When the line containing "filename crates/scaledown-graph/src/client.rs" appears in the data below, begin copying there and stop only after the line containing "let defaults = Self::default();".

**Stored entries**
Segment Open
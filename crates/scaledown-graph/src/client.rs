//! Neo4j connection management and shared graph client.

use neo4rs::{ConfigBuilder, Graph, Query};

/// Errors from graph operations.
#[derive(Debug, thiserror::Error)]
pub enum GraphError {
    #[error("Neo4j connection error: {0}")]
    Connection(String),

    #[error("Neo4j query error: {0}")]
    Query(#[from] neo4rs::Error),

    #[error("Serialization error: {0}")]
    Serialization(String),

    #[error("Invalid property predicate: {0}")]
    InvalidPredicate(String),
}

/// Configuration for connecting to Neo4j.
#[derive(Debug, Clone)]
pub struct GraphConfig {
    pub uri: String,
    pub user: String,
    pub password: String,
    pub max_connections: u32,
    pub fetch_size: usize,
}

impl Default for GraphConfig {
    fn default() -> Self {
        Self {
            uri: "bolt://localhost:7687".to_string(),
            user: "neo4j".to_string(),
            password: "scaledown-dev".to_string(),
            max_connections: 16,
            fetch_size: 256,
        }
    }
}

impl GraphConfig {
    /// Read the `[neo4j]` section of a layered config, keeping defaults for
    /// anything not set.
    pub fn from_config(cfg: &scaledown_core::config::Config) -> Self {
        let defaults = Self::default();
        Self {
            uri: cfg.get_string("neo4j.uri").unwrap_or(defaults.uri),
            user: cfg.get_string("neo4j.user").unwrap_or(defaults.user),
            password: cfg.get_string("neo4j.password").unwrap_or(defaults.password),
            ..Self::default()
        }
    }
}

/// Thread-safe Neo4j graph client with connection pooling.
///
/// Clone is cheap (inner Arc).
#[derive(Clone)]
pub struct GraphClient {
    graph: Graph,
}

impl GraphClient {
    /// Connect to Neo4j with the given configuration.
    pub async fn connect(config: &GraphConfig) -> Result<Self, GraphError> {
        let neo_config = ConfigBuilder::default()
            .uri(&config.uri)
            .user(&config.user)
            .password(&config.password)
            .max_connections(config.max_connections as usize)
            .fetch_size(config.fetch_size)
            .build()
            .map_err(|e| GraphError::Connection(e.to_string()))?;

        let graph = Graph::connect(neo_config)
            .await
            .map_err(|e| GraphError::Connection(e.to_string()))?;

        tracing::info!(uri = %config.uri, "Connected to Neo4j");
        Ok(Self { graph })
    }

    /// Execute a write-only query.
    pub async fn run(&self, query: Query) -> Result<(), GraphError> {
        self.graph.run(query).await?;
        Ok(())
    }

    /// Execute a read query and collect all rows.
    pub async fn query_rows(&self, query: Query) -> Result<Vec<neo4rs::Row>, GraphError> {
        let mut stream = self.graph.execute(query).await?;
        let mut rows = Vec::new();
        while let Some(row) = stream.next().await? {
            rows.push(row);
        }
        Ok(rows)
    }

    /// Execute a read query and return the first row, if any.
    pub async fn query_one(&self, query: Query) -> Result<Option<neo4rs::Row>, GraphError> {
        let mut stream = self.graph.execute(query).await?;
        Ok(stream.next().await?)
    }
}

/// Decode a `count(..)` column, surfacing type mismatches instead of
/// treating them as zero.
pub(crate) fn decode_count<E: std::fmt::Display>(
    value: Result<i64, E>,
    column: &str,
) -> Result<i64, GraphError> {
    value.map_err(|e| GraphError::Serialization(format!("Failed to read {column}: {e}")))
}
Segment Closed
Segment Open
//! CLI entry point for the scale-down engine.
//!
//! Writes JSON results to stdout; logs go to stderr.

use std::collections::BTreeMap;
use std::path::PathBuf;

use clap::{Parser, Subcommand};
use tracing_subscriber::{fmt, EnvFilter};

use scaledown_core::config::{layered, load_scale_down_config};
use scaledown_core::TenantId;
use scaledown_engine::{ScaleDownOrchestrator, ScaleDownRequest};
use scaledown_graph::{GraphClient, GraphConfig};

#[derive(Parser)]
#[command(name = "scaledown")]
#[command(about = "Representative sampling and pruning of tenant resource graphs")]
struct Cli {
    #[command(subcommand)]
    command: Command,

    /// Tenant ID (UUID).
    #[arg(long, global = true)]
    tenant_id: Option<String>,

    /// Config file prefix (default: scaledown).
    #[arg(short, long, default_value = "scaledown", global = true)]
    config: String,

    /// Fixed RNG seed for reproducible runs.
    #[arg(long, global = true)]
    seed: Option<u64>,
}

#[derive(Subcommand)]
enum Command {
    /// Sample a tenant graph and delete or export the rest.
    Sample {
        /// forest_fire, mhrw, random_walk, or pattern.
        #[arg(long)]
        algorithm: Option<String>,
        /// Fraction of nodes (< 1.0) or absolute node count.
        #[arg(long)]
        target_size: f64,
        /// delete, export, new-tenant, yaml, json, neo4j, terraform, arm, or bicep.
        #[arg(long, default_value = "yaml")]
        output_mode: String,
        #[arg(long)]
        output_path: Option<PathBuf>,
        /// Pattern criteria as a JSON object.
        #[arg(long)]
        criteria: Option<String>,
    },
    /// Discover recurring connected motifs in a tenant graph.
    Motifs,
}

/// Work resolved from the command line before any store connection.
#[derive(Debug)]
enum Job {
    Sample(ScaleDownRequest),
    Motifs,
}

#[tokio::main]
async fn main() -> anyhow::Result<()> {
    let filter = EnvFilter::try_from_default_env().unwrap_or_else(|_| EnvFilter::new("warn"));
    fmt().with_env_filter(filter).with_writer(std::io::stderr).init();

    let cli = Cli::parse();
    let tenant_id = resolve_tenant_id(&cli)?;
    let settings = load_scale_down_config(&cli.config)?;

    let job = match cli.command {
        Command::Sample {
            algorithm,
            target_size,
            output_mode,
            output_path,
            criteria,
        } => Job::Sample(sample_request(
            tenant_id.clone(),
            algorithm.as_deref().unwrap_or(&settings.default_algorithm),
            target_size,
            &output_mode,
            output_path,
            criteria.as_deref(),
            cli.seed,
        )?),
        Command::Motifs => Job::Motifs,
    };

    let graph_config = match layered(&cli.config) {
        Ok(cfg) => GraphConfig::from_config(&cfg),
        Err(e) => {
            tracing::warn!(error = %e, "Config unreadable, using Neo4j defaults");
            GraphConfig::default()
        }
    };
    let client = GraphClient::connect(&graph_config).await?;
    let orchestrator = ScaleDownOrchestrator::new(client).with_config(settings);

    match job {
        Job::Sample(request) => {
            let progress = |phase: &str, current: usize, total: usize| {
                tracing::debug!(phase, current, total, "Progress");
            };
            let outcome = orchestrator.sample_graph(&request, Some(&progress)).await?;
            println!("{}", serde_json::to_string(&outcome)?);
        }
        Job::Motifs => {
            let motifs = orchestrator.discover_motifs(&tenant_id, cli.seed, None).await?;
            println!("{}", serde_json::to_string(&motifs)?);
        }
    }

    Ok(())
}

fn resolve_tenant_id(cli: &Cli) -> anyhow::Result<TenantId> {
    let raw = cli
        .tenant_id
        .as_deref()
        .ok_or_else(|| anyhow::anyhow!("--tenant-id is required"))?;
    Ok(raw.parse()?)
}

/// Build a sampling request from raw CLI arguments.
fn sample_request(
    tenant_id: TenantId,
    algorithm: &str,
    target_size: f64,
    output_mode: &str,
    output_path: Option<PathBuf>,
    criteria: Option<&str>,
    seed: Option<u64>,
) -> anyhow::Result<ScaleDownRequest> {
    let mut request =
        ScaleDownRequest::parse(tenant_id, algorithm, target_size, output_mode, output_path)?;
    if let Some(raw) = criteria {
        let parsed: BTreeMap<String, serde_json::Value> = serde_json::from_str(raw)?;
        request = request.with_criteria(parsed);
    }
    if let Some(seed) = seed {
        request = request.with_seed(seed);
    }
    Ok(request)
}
Segment Closed
**Output of the task**
filename crates/scaledown-graph/src/client.rs
//! Neo4j connection management and shared graph client.

use neo4rs::{ConfigBuilder, Graph, Query};

/// Errors from graph operations.
#[derive(Debug, thiserror::Error)]
pub enum GraphError {
    #[error("Neo4j connection error: {0}")]
    Connection(String),

    #[error("Neo4j query error: {0}")]
    Query(#[from] neo4rs::Error),

    #[error("Serialization error: {0}")]
    Serialization(String),

    #[error("Invalid property predicate: {0}")]
    InvalidPredicate(String),
}

/// Configuration for connecting to Neo4j.
#[derive(Debug, Clone)]
pub struct GraphConfig {
    pub uri: String,
    pub user: String,
    pub password: String,
    pub max_connections: u32,
    pub fetch_size: usize,
}

impl Default for GraphConfig {
    fn default() -> Self {
        Self {
            uri: "bolt://localhost:7687".to_string(),
            user: "neo4j".to_string(),
            password: "scaledown-dev".to_string(),
            max_connections: 16,
            fetch_size: 256,
        }
    }
}

impl GraphConfig {
    /// Read the `[neo4j]` section of a layered config, keeping defaults for
    /// anything not set.
    pub fn from_config(cfg: &scaledown_core::config::Config) -> Self {
        let defaults = Self::default();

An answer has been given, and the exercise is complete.